◆ WHAT THE TASK ASKS:
Isolate every line in the data with the string "NearestSize" and copy it.

[Saved data entries]
- - -
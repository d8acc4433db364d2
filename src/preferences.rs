use common::{Preferences, Theme};
use serde::{Deserialize, Serialize};
use std::collections::BTreeMap;
use std::path::{Path, PathBuf};
use std::sync::Arc;
use thiserror::Error;
use tokio::sync::RwLock;
use tracing::{debug, info, warn};
use utoipa::ToSchema;

#[derive(Error, Debug)]
pub enum PreferencesError {
    #[error("preferences file I/O failed: {0}")]
    Io(#[from] std::io::Error),

    #[error("preferences file is not valid JSON: {0}")]
    Parse(#[from] serde_json::Error),
}

/// Partial update of the display preferences.
#[derive(Debug, Clone, Default, PartialEq, Deserialize, Serialize, ToSchema)]
pub struct PreferencesUpdate {
    pub sidebar_collapsed: Option<bool>,
    pub theme: Option<Theme>,
}

/// Display preferences persisted as a flat JSON key/value file.
#[derive(Debug, Clone)]
pub struct PreferenceStore {
    path: PathBuf,
    current: Arc<RwLock<Preferences>>,
}

fn read_entries(path: &Path) -> Result<BTreeMap<String, String>, PreferencesError> {
    match std::fs::read_to_string(path) {
        Ok(text) => Ok(serde_json::from_str(&text)?),
        Err(e) if e.kind() == std::io::ErrorKind::NotFound => Ok(BTreeMap::new()),
        Err(e) => Err(e.into()),
    }
}

impl PreferenceStore {
    /// Reads the file at `path`. A missing file yields the defaults.
    pub fn load(path: impl Into<PathBuf>) -> Result<Self, PreferencesError> {
        let path = path.into();
        let entries = read_entries(&path)?;
        if entries.is_empty() {
            debug!("No stored preferences at {}, using defaults", path.display());
        }
        let preferences = Preferences::from_entries(&entries);
        info!("Loaded preferences from {}: {:?}", path.display(), preferences);

        Ok(Self {
            path,
            current: Arc::new(RwLock::new(preferences)),
        })
    }

    pub fn path(&self) -> &Path {
        &self.path
    }

    pub async fn get(&self) -> Preferences {
        *self.current.read().await
    }

    /// Applies `update` and writes the result back to disk.
    ///
    /// The in-memory value only changes once the file was written.
    pub async fn update(&self, update: PreferencesUpdate) -> Result<Preferences, PreferencesError> {
        let mut guard = self.current.write().await;
        let mut next = *guard;
        if let Some(collapsed) = update.sidebar_collapsed {
            next.sidebar_collapsed = collapsed;
        }
        if let Some(theme) = update.theme {
            next.theme = theme;
        }

        if let Some(parent) = self.path.parent().filter(|p| !p.as_os_str().is_empty()) {
            tokio::fs::create_dir_all(parent).await?;
        }
        let body = serde_json::to_string_pretty(&next.to_entries())?;
        if let Err(e) = tokio::fs::write(&self.path, body).await {
            warn!("Failed to write preferences to {}: {}", self.path.display(), e);
            return Err(e.into());
        }

        *guard = next;
        debug!("Preferences updated: {:?}", next);
        Ok(next)
    }
}
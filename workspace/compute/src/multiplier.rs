use common::Scenario;

/// Month index from which the policy trajectory switches multipliers.
pub const POLICY_BREAKPOINT_MONTHS: usize = 24;

/// Demand multiplier of a scenario, as a function of the forecast month index.
#[derive(Debug, Clone, Copy, PartialEq)]
pub enum Multiplier {
    /// Same factor for every month
    Constant(f64),
    /// `before` for months below `breakpoint`, `after` from then on
    Piecewise {
        breakpoint: usize,
        before: f64,
        after: f64,
    },
}

impl Multiplier {
    /// Factor for the forecast month at `index` (0-based, forecast months only).
    pub fn at(&self, index: usize) -> f64 {
        match *self {
            Multiplier::Constant(value) => value,
            Multiplier::Piecewise {
                breakpoint,
                before,
                after,
            } => {
                if index < breakpoint {
                    before
                } else {
                    after
                }
            }
        }
    }
}

/// Multipliers for the non-baseline scenarios. Baseline is always 1.0.
#[derive(Debug, Clone, Copy, PartialEq)]
pub struct ScenarioProfile {
    conservative: Multiplier,
    aggressive: Multiplier,
}

impl ScenarioProfile {
    pub fn new(conservative: Multiplier, aggressive: Multiplier) -> Self {
        Self {
            conservative,
            aggressive,
        }
    }

    /// Static scenario scaling used for infrastructure planning.
    pub fn scaling() -> Self {
        Self::new(Multiplier::Constant(0.85), Multiplier::Constant(1.2))
    }

    /// Policy trajectory that changes pace after two years.
    pub fn trajectory() -> Self {
        Self::new(
            Multiplier::Piecewise {
                breakpoint: POLICY_BREAKPOINT_MONTHS,
                before: 0.9,
                after: 0.75,
            },
            Multiplier::Piecewise {
                breakpoint: POLICY_BREAKPOINT_MONTHS,
                before: 1.1,
                after: 1.35,
            },
        )
    }

    pub fn multiplier(&self, scenario: Scenario) -> Multiplier {
        match scenario {
            Scenario::Conservative => self.conservative,
            Scenario::Baseline => Multiplier::Constant(1.0),
            Scenario::Aggressive => self.aggressive,
        }
    }
}
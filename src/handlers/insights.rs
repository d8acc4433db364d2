use axum::{extract::State, http::StatusCode, response::Json};
use common::InsightsReport;
use tracing::{info, instrument, trace, warn};

use crate::handlers::{error_response, require_forecast, HandlerError};
use crate::helpers::insights::resolve_insights;
use crate::schemas::{ApiResponse, AppState, ErrorResponse};

/// Get forecast insights
///
/// Peak demand, peak month and growth trend with a written summary. The
/// backend insights service is asked first; when it fails the insights are
/// computed locally and `source` is `local`.
#[utoipa::path(
    get,
    path = "/api/v1/insights",
    responses(
        (status = 200, description = "Insights for the stored forecast", body = InsightsReport),
        (status = 404, description = "No forecast, or a forecast without forecast months", body = ErrorResponse)
    ),
    tag = "insights"
)]
#[instrument(skip(state))]
pub async fn get_insights(
    State(state): State<AppState>,
) -> Result<Json<ApiResponse<InsightsReport>>, HandlerError> {
    trace!("Entering get_insights function");

    let snapshot = require_forecast(&state).await?;
    let report = resolve_insights(&state, &snapshot).await.ok_or_else(|| {
        warn!("Stored forecast has no forecast months to summarize");
        error_response(
            StatusCode::NOT_FOUND,
            "NO_FORECAST_DATA",
            "The stored forecast has no forecast months",
        )
    })?;

    info!("Insights resolved from {:?} source", report.source);
    Ok(Json(ApiResponse::ok(report, "Insights generated successfully")))
}
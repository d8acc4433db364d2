pub mod error;
pub mod infrastructure;
pub mod insights;
pub mod multiplier;
pub mod overlay;
pub mod ranking;
pub mod scenario;
pub mod threshold;

use common::{ForecastSeries, InfrastructureReport, PlanningAssumptions, Scenario, ScenarioComparison};

use error::Result;
use infrastructure::Estimator;
use multiplier::ScenarioProfile;

/// Planning derivations bound to one set of assumptions.
///
/// The infrastructure view uses the constant `scaling` profile and the
/// scenario comparison uses the piecewise `trajectory` profile. The two are
/// separate planning narratives and are kept apart on purpose.
#[derive(Debug, Clone, PartialEq)]
pub struct Planner {
    estimator: Estimator,
    scaling: ScenarioProfile,
    trajectory: ScenarioProfile,
}

impl Planner {
    pub fn new(assumptions: PlanningAssumptions) -> Result<Self> {
        Ok(Self::with_estimator(Estimator::new(assumptions)?))
    }

    pub fn with_estimator(estimator: Estimator) -> Self {
        Self {
            estimator,
            scaling: ScenarioProfile::scaling(),
            trajectory: ScenarioProfile::trajectory(),
        }
    }

    pub fn estimator(&self) -> &Estimator {
        &self.estimator
    }

    /// Infrastructure report for `scenario` under static scaling.
    pub fn infrastructure(&self, series: &ForecastSeries, scenario: Scenario) -> InfrastructureReport {
        self.estimator.report(series, scenario, &self.scaling)
    }

    /// All scenarios under the policy trajectory.
    pub fn compare_scenarios(&self, series: &ForecastSeries) -> ScenarioComparison {
        scenario::compare(series, &self.trajectory, &self.estimator)
    }
}

/// Returns a planner with the reference planning assumptions.
pub fn default_planner() -> Planner {
    Planner::with_estimator(Estimator::default())
}
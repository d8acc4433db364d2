use anyhow::Result;
use clap::{Args, Parser, Subcommand};
use common::{ForecastQuery, MetricKind, Scenario};
use std::path::PathBuf;
use tracing::debug;

pub mod commands;

use commands::{catalog, forecast, insights, metrics, plan, scenarios, serve};

use crate::config::Settings;

#[derive(Parser)]
#[command(name = "evplan")]
#[command(about = "EV demand forecast planning: dashboard API server and reporting CLI")]
#[command(version)]
pub struct Cli {
    /// Configuration file (defaults to an optional `evplan.toml`)
    #[arg(short, long, global = true, env = "EVPLAN_CONFIG")]
    pub config: Option<String>,

    /// Base URL of the forecasting backend
    ///
    /// Overrides `backend.base_url` from the configuration.
    #[arg(long, global = true, env = "EVPLAN_BACKEND_URL")]
    pub backend_url: Option<String>,

    #[command(subcommand)]
    pub command: Commands,
}

/// Forecast run parameters
#[derive(Args, Debug, Clone)]
pub struct QueryArgs {
    /// County name as listed by `evplan catalog`
    #[arg(long)]
    pub county: String,

    /// Model identifier (e.g. xgboost, random_forest)
    #[arg(short, long)]
    pub model: String,

    /// Forecast horizon in months (6 to 60)
    #[arg(long, default_value_t = 36, value_parser = clap::value_parser!(u32).range(6..=60))]
    pub horizon: u32,
}

impl From<QueryArgs> for ForecastQuery {
    fn from(args: QueryArgs) -> Self {
        Self {
            county: args.county,
            model_name: args.model,
            horizon: args.horizon,
        }
    }
}

#[derive(Subcommand)]
pub enum Commands {
    /// Start the dashboard API server
    Serve {
        /// Bind address for the web server
        ///
        /// Format: IP:PORT (e.g., 0.0.0.0:3000, 127.0.0.1:8080)
        #[arg(short, long, env = "BIND_ADDRESS")]
        bind_address: Option<String>,
    },
    /// List the counties and models the backend offers
    Catalog,
    /// Show model evaluation metrics and the model ranking
    Metrics {
        /// Only show this model
        #[arg(short, long)]
        model: Option<String>,

        /// Metric used for the ranking: MAE, RMSE or MAPE
        #[arg(long, default_value = "RMSE")]
        rank_by: MetricKind,
    },
    /// Run a forecast and print it
    Forecast {
        #[command(flatten)]
        query: QueryArgs,

        /// Also write the series as CSV to this file
        #[arg(long)]
        export: Option<PathBuf>,
    },
    /// Infrastructure requirements of a forecast under one scenario
    Plan {
        #[command(flatten)]
        query: QueryArgs,

        /// conservative, baseline or aggressive
        #[arg(short, long, default_value = "baseline")]
        scenario: Scenario,
    },
    /// Compare the adoption scenarios of a forecast
    Scenarios {
        #[command(flatten)]
        query: QueryArgs,
    },
    /// Summarize a forecast
    Insights {
        #[command(flatten)]
        query: QueryArgs,
    },
}

impl Cli {
    fn settings(&self) -> Result<Settings> {
        let mut settings = Settings::load(self.config.as_deref())?;
        if let Some(url) = &self.backend_url {
            debug!("Backend URL overridden from command line: {}", url);
            settings.backend.base_url = url.clone();
        }
        Ok(settings)
    }

    pub async fn run(self) -> Result<()> {
        let settings = self.settings()?;
        match self.command {
            Commands::Serve { bind_address } => {
                let bind_address = bind_address.unwrap_or_else(|| settings.server.bind_address.clone());
                serve(&settings, &bind_address).await?;
            }
            Commands::Catalog => {
                catalog(&settings).await?;
            }
            Commands::Metrics { model, rank_by } => {
                metrics(&settings, model.as_deref(), rank_by).await?;
            }
            Commands::Forecast { query, export } => {
                forecast(&settings, query.into(), export.as_deref()).await?;
            }
            Commands::Plan { query, scenario } => {
                plan(&settings, query.into(), scenario).await?;
            }
            Commands::Scenarios { query } => {
                scenarios(&settings, query.into()).await?;
            }
            Commands::Insights { query } => {
                insights(&settings, query.into()).await?;
            }
        }
        Ok(())
    }
}
use common::InsightsReport;
use compute::insights::{narrative, summarize, InsightsOutcome};
use tracing::{debug, instrument, warn};

use crate::schemas::AppState;
use crate::store::ForecastSnapshot;

/// Insights for the stored forecast, remote answer first.
///
/// The local summary is computed before the backend is asked; any remote
/// failure is logged and replaced by it. `None` only when the series has no
/// forecast months and the backend has nothing to say either.
#[instrument(skip(state, snapshot), fields(county = %snapshot.query.county))]
pub async fn resolve_insights(state: &AppState, snapshot: &ForecastSnapshot) -> Option<InsightsReport> {
    let local = summarize(&snapshot.series);
    debug!("Local insights: {:?}", local);

    let remote = match state.backend.insights(&snapshot.query, &snapshot.series).await {
        Ok(insights) => Some(insights),
        Err(e) => {
            warn!("Remote insights unavailable, falling back to local summary: {}", e);
            None
        }
    };

    let outcome = InsightsOutcome::resolve(local, remote)?;
    let source = outcome.source();
    let insights = outcome.into_insights();
    let narrative = narrative(
        &insights,
        &snapshot.query.county,
        &snapshot.query.model_name,
        snapshot.query.horizon,
    );

    Some(InsightsReport {
        source,
        insights,
        narrative,
    })
}
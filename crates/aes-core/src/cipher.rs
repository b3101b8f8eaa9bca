//! AES key schedule and block encryption/decryption for all three key sizes.

use zeroize::Zeroize;

use crate::block::{block_from_slice, Block};
use crate::error::Result;
use crate::key::{AesKey, RoundKeys, MAX_ROUNDS};
use crate::round::{
    add_round_key, inv_mix_columns, inv_shift_rows, inv_sub_bytes, mix_columns, shift_rows,
    sub_bytes,
};
use crate::sbox::sbox;

const RCON: [u8; 10] = [0x01, 0x02, 0x04, 0x08, 0x10, 0x20, 0x40, 0x80, 0x1b, 0x36];

fn rot_word(word: u32) -> u32 {
    word.rotate_left(8)
}

fn sub_word(word: u32) -> u32 {
    u32::from_be_bytes(word.to_be_bytes().map(sbox))
}

/// Expands a key into `Nr + 1` round keys (11, 13 or 15).
pub fn expand_key(key: &AesKey) -> RoundKeys {
    let size = key.size();
    let nk = size.words();
    let total = 4 * (size.rounds() + 1);

    let mut w = [0u32; 4 * (MAX_ROUNDS + 1)];
    for (word, chunk) in w.iter_mut().zip(key.as_bytes().chunks_exact(4)) {
        *word = u32::from_be_bytes([chunk[0], chunk[1], chunk[2], chunk[3]]);
    }

    for i in nk..total {
        let mut temp = w[i - 1];
        if i % nk == 0 {
            temp = sub_word(rot_word(temp)) ^ (u32::from(RCON[i / nk - 1]) << 24);
        } else if nk > 6 && i % nk == 4 {
            temp = sub_word(temp);
        }
        w[i] = w[i - nk] ^ temp;
    }

    let mut schedule = RoundKeys::empty(size);
    for (round_key, words) in schedule.keys.iter_mut().zip(w[..total].chunks_exact(4)) {
        for (dst, word) in round_key.chunks_exact_mut(4).zip(words) {
            dst.copy_from_slice(&word.to_be_bytes());
        }
    }
    w.zeroize();

    schedule
}

/// Validates raw key bytes and expands them.
pub fn expand_key_bytes(key: &[u8]) -> Result<RoundKeys> {
    let key = AesKey::try_from(key)?;
    Ok(expand_key(&key))
}

/// Encrypts a single 16-byte block with pre-expanded round keys.
pub fn encrypt_block(block: &Block, round_keys: &RoundKeys) -> Block {
    let rounds = round_keys.rounds();
    let mut state = *block;

    add_round_key(&mut state, round_keys.get(0));

    for round in 1..rounds {
        sub_bytes(&mut state);
        shift_rows(&mut state);
        mix_columns(&mut state);
        add_round_key(&mut state, round_keys.get(round));
    }

    sub_bytes(&mut state);
    shift_rows(&mut state);
    add_round_key(&mut state, round_keys.get(rounds));

    state
}

/// Decrypts a single 16-byte block with pre-expanded round keys.
pub fn decrypt_block(block: &Block, round_keys: &RoundKeys) -> Block {
    let rounds = round_keys.rounds();
    let mut state = *block;

    add_round_key(&mut state, round_keys.get(rounds));
    for round in (1..rounds).rev() {
        inv_shift_rows(&mut state);
        inv_sub_bytes(&mut state);
        add_round_key(&mut state, round_keys.get(round));
        inv_mix_columns(&mut state);
    }
    inv_shift_rows(&mut state);
    inv_sub_bytes(&mut state);
    add_round_key(&mut state, round_keys.get(0));

    state
}

/// Encrypts `buf` in place; it must be exactly one block long.
pub fn encrypt_block_in_place(buf: &mut [u8], round_keys: &RoundKeys) -> Result<()> {
    let block = block_from_slice(buf)?;
    buf.copy_from_slice(&encrypt_block(&block, round_keys));
    Ok(())
}

/// Decrypts `buf` in place; it must be exactly one block long.
pub fn decrypt_block_in_place(buf: &mut [u8], round_keys: &RoundKeys) -> Result<()> {
    let block = block_from_slice(buf)?;
    buf.copy_from_slice(&decrypt_block(&block, round_keys));
    Ok(())
}
//! Encrypts a message with each way of supplying a key and IV.

use cryptomsg::{trim_padding, CryptoMsg};

fn main() -> cryptomsg::Result<()> {
    let message = b"YOUR MESSAGE";

    // Built-in key and key-derived IV; anyone can decrypt this.
    let insecure = CryptoMsg::default();
    // Only a key: the IV is taken from the key bytes.
    let key_only = CryptoMsg::new(b"YOUR KEY", None)?;
    // Separate key and IV.
    let key_and_iv = CryptoMsg::new(b"YOUR KEY", Some(b"YOUR IV"))?;

    for (label, ctx) in [
        ("default", &insecure),
        ("key only", &key_only),
        ("key and iv", &key_and_iv),
    ] {
        let ciphertext = ctx.encrypt_msg(message)?;
        let plaintext = ctx.decrypt_msg(&ciphertext)?;
        assert_eq!(trim_padding(&plaintext), message);
        println!("{label:>10}: {}", hex::encode(&ciphertext));
    }
    Ok(())
}
//! Message-level AES-CBC context.

use core::fmt;

use aes_core::{
    expand_key, AesKey, Block, CbcDecryptor, CbcEncryptor, KeySize, Result, RoundKeys, BLOCK_SIZE,
};
use log::debug;
use zeroize::Zeroize;

use crate::config::{Config, DEFAULT_KEY};
use crate::normalize::{normalize_iv, normalize_key, pad_tail, padded_len, PAD_BYTE};

/// Encrypts and decrypts whole messages with a fixed key and IV.
///
/// The key schedule is derived once when the context is built. Every call
/// starts a fresh chain from the IV, so calls are independent of each other
/// and a context can be shared between threads.
#[derive(Clone)]
pub struct CryptoMsg {
    round_keys: RoundKeys,
    iv: Block,
}

impl CryptoMsg {
    /// Builds a context with the default [`Config`].
    ///
    /// When `iv` is `None` the IV is derived from the key bytes as given,
    /// before key normalization.
    pub fn new(key: &[u8], iv: Option<&[u8]>) -> Result<Self> {
        Self::with_config(key, iv, Config::default())
    }

    /// Builds a context with an explicit [`Config`].
    pub fn with_config(key: &[u8], iv: Option<&[u8]>, config: Config) -> Result<Self> {
        let aes_key = normalize_key(key, config.key_policy)?;
        let ctx = Self::from_parts(&aes_key, normalize_iv(iv.unwrap_or(key)));
        debug!(
            "cipher context ready: {} key ({:?} policy, {} IV)",
            aes_key.size(),
            config.key_policy,
            if iv.is_some() { "explicit" } else { "key-derived" }
        );
        Ok(ctx)
    }

    fn from_parts(key: &AesKey, iv: Block) -> Self {
        Self {
            round_keys: expand_key(key),
            iv,
        }
    }

    /// AES variant selected by the normalized key.
    pub fn key_size(&self) -> KeySize {
        self.round_keys.key_size()
    }

    /// Encrypts `msg`, space-padding it to whole blocks.
    ///
    /// The ciphertext is `ceil(len / 16) * 16` bytes, and one block for an
    /// empty message.
    pub fn encrypt_msg(&self, msg: &[u8]) -> Result<Vec<u8>> {
        let mut encryptor = CbcEncryptor::new(&self.round_keys, &self.iv)?;
        let (body, tail) = msg.split_at(msg.len() - msg.len() % BLOCK_SIZE);

        let mut out = Vec::with_capacity(padded_len(msg.len()));
        encryptor.update_into(body, &mut out);
        if !tail.is_empty() || msg.is_empty() {
            let mut last = pad_tail(tail);
            encryptor.update_into(&last, &mut out);
            last.zeroize();
        }
        encryptor.finish()?;

        debug!("encrypted {} byte message into {} bytes", msg.len(), out.len());
        Ok(out)
    }

    /// Decrypts `ciphertext`, which must be a whole number of blocks.
    ///
    /// Padding is not removed: the result is as long as the input and ends
    /// with whatever pad spaces the sender added.
    pub fn decrypt_msg(&self, ciphertext: &[u8]) -> Result<Vec<u8>> {
        let mut decryptor = CbcDecryptor::new(&self.round_keys, &self.iv)?;
        let mut out = decryptor.update(ciphertext);
        if let Err(err) = decryptor.finish() {
            debug!("rejecting {} byte ciphertext: {err}", ciphertext.len());
            out.zeroize();
            return Err(err);
        }

        debug!("decrypted {} bytes", out.len());
        Ok(out)
    }
}

impl Default for CryptoMsg {
    /// A context keyed with [`DEFAULT_KEY`]. Not secure.
    fn default() -> Self {
        let mut key = [PAD_BYTE; 16];
        key[..DEFAULT_KEY.len()].copy_from_slice(DEFAULT_KEY);
        Self::from_parts(&AesKey::from(key), normalize_iv(DEFAULT_KEY))
    }
}

impl fmt::Debug for CryptoMsg {
    fn fmt(&self, f: &mut fmt::Formatter<'_>) -> fmt::Result {
        f.debug_struct("CryptoMsg")
            .field("key_size", &self.key_size())
            .finish_non_exhaustive()
    }
}

impl Drop for CryptoMsg {
    fn drop(&mut self) {
        self.iv.zeroize();
    }
}
//! From-scratch AES block cipher with CBC chaining.
//!
//! This crate mirrors FIPS-197 and NIST SP 800-38A and provides:
//! - GF(2^8) arithmetic and S-box tables derived from it at compile time.
//! - Key schedules for AES-128, AES-192 and AES-256.
//! - Single-block encryption and decryption.
//! - CBC mode, one-shot and streaming.
//!
//! Round keys are immutable once expanded and can be shared between threads.
//! S-box lookups are table based, so the block engine is not hardened against
//! cache-timing attacks. CBC provides no integrity protection.

#![forbid(unsafe_code)]
#![deny(missing_docs)]

mod block;
mod cbc;
mod cipher;
mod error;
mod gf;
mod key;
mod round;
mod sbox;

pub use crate::block::{block_from_slice, xor_in_place, Block, BLOCK_SIZE};
pub use crate::cbc::{cbc_decrypt, cbc_encrypt, CbcDecryptor, CbcEncryptor};
pub use crate::cipher::{
    decrypt_block, decrypt_block_in_place, encrypt_block, encrypt_block_in_place, expand_key,
    expand_key_bytes,
};
pub use crate::error::{Error, Result};
pub use crate::gf::{gf_inverse, gf_mul, xtime};
pub use crate::key::{AesKey, KeySize, RoundKeys, MAX_ROUNDS};
//! Fixed-width key/IV derivation and space padding of messages.

use aes_core::{AesKey, Block, Result, BLOCK_SIZE};

use crate::config::KeyPolicy;

/// Byte used for every kind of padding.
pub const PAD_BYTE: u8 = b' ';

/// Length of `len` bytes after padding to whole blocks (at least one block).
pub fn padded_len(len: usize) -> usize {
    len.div_ceil(BLOCK_SIZE).max(1) * BLOCK_SIZE
}

/// Right-pads `msg` with spaces to a multiple of 16 bytes.
///
/// An empty message becomes one block of spaces; a non-empty aligned message
/// is returned unchanged.
pub fn pad_to_block(msg: &[u8]) -> Vec<u8> {
    let mut padded = Vec::with_capacity(padded_len(msg.len()));
    padded.extend_from_slice(msg);
    padded.resize(padded_len(msg.len()), PAD_BYTE);
    padded
}

/// Strips trailing pad bytes. Never applied by decryption itself, since a
/// message may legitimately end in spaces.
pub fn trim_padding(msg: &[u8]) -> &[u8] {
    let end = msg
        .iter()
        .rposition(|&b| b != PAD_BYTE)
        .map_or(0, |i| i + 1);
    &msg[..end]
}

/// Space-pads or truncates `iv` to exactly one block.
pub fn normalize_iv(iv: &[u8]) -> Block {
    let mut block = [PAD_BYTE; BLOCK_SIZE];
    let n = iv.len().min(BLOCK_SIZE);
    block[..n].copy_from_slice(&iv[..n]);
    block
}

/// Turns `key` into an AES key according to `policy`.
pub fn normalize_key(key: &[u8], policy: KeyPolicy) -> Result<AesKey> {
    let target = match policy {
        KeyPolicy::SpacePad => {
            if key.len() <= 16 {
                16
            } else {
                32
            }
        }
        KeyPolicy::NearestSize => match key.len() {
            0..=16 => 16,
            17..=24 => 24,
            _ => 32,
        },
        KeyPolicy::Strict => return AesKey::try_from(key),
    };

    let mut buf = [PAD_BYTE; 32];
    let n = key.len().min(target);
    buf[..n].copy_from_slice(&key[..n]);
    let normalized = AesKey::try_from(&buf[..target]);
    buf.fill(0);
    normalized
}

/// Space-pads a partial trailing chunk (shorter than a block) into a block.
pub(crate) fn pad_tail(tail: &[u8]) -> Block {
    debug_assert!(tail.len() < BLOCK_SIZE);
    let mut block = [PAD_BYTE; BLOCK_SIZE];
    block[..tail.len()].copy_from_slice(tail);
    block
}

#[cfg(test)]
mod tests {
    use super::*;
    use aes_core::{Error, KeySize};

    #[test]
    fn pads_to_next_block() {
        assert_eq!(pad_to_block(b"YOUR MESSAGE"), b"YOUR MESSAGE    ");
        assert_eq!(pad_to_block(&[1u8; 17]).len(), 32);
        assert_eq!(&pad_to_block(&[1u8; 17])[17..], &[b' '; 15]);
    }

    #[test]
    fn aligned_message_is_unchanged() {
        let msg = [7u8; 48];
        assert_eq!(pad_to_block(&msg), msg);
    }

    #[test]
    fn empty_message_pads_to_one_block() {
        assert_eq!(pad_to_block(b""), [b' '; 16]);
        assert_eq!(padded_len(0), 16);
        assert_eq!(padded_len(16), 16);
        assert_eq!(padded_len(33), 48);
    }

    #[test]
    fn trims_only_trailing_spaces() {
        assert_eq!(trim_padding(b" a b   "), b" a b");
        assert_eq!(trim_padding(b"    "), b"");
        assert_eq!(trim_padding(b"plain"), b"plain");
    }

    #[test]
    fn iv_is_padded_or_truncated() {
        assert_eq!(&normalize_iv(b"YOUR IV"), b"YOUR IV         ");
        assert_eq!(&normalize_iv(b"0123456789abcdefXYZ"), b"0123456789abcdef");
        assert_eq!(normalize_iv(b""), [b' '; 16]);
    }

    #[test]
    fn space_pad_policy_yields_16_or_32_bytes() {
        let cases: [(usize, KeySize); 7] = [
            (0, KeySize::Aes128),
            (8, KeySize::Aes128),
            (16, KeySize::Aes128),
            (17, KeySize::Aes256),
            (24, KeySize::Aes256),
            (32, KeySize::Aes256),
            (40, KeySize::Aes256),
        ];
        for (len, size) in cases {
            let key = normalize_key(&vec![b'k'; len], KeyPolicy::SpacePad).unwrap();
            assert_eq!(key.size(), size, "key of {len} bytes");
        }

        let key = normalize_key(b"YOUR KEY", KeyPolicy::SpacePad).unwrap();
        assert_eq!(key.as_bytes(), b"YOUR KEY        ");
        let long: Vec<u8> = (0u8..40).collect();
        let key = normalize_key(&long, KeyPolicy::SpacePad).unwrap();
        assert_eq!(key.as_bytes(), &long[..32]);
    }

    #[test]
    fn nearest_size_policy_reaches_aes192() {
        let key = normalize_key(&[b'k'; 20], KeyPolicy::NearestSize).unwrap();
        assert_eq!(key.size(), KeySize::Aes192);
        assert_eq!(&key.as_bytes()[20..], b"    ");
        let key = normalize_key(&[b'k'; 25], KeyPolicy::NearestSize).unwrap();
        assert_eq!(key.size(), KeySize::Aes256);
        let key = normalize_key(b"", KeyPolicy::NearestSize).unwrap();
        assert_eq!(key.as_bytes(), &[b' '; 16]);
    }

    #[test]
    fn strict_policy_rejects_odd_lengths() {
        assert_eq!(
            normalize_key(&[0u8; 20], KeyPolicy::Strict).unwrap_err(),
            Error::InvalidKeyLength(20)
        );
        let key = normalize_key(&[0u8; 24], KeyPolicy::Strict).unwrap();
        assert_eq!(key.size(), KeySize::Aes192);
    }

    #[test]
    fn tail_is_space_padded() {
        assert_eq!(&pad_tail(b"abc"), b"abc             ");
        assert_eq!(pad_tail(b""), [b' '; 16]);
    }
}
- - -
◆ ANSWER SECTION:
        KeyPolicy::NearestSize => match key.len() {
        let key = normalize_key(&[b'k'; 20], KeyPolicy::NearestSize).unwrap();
        let key = normalize_key(&[b'k'; 25], KeyPolicy::NearestSize).unwrap();
        let key = normalize_key(b"", KeyPolicy::NearestSize).unwrap();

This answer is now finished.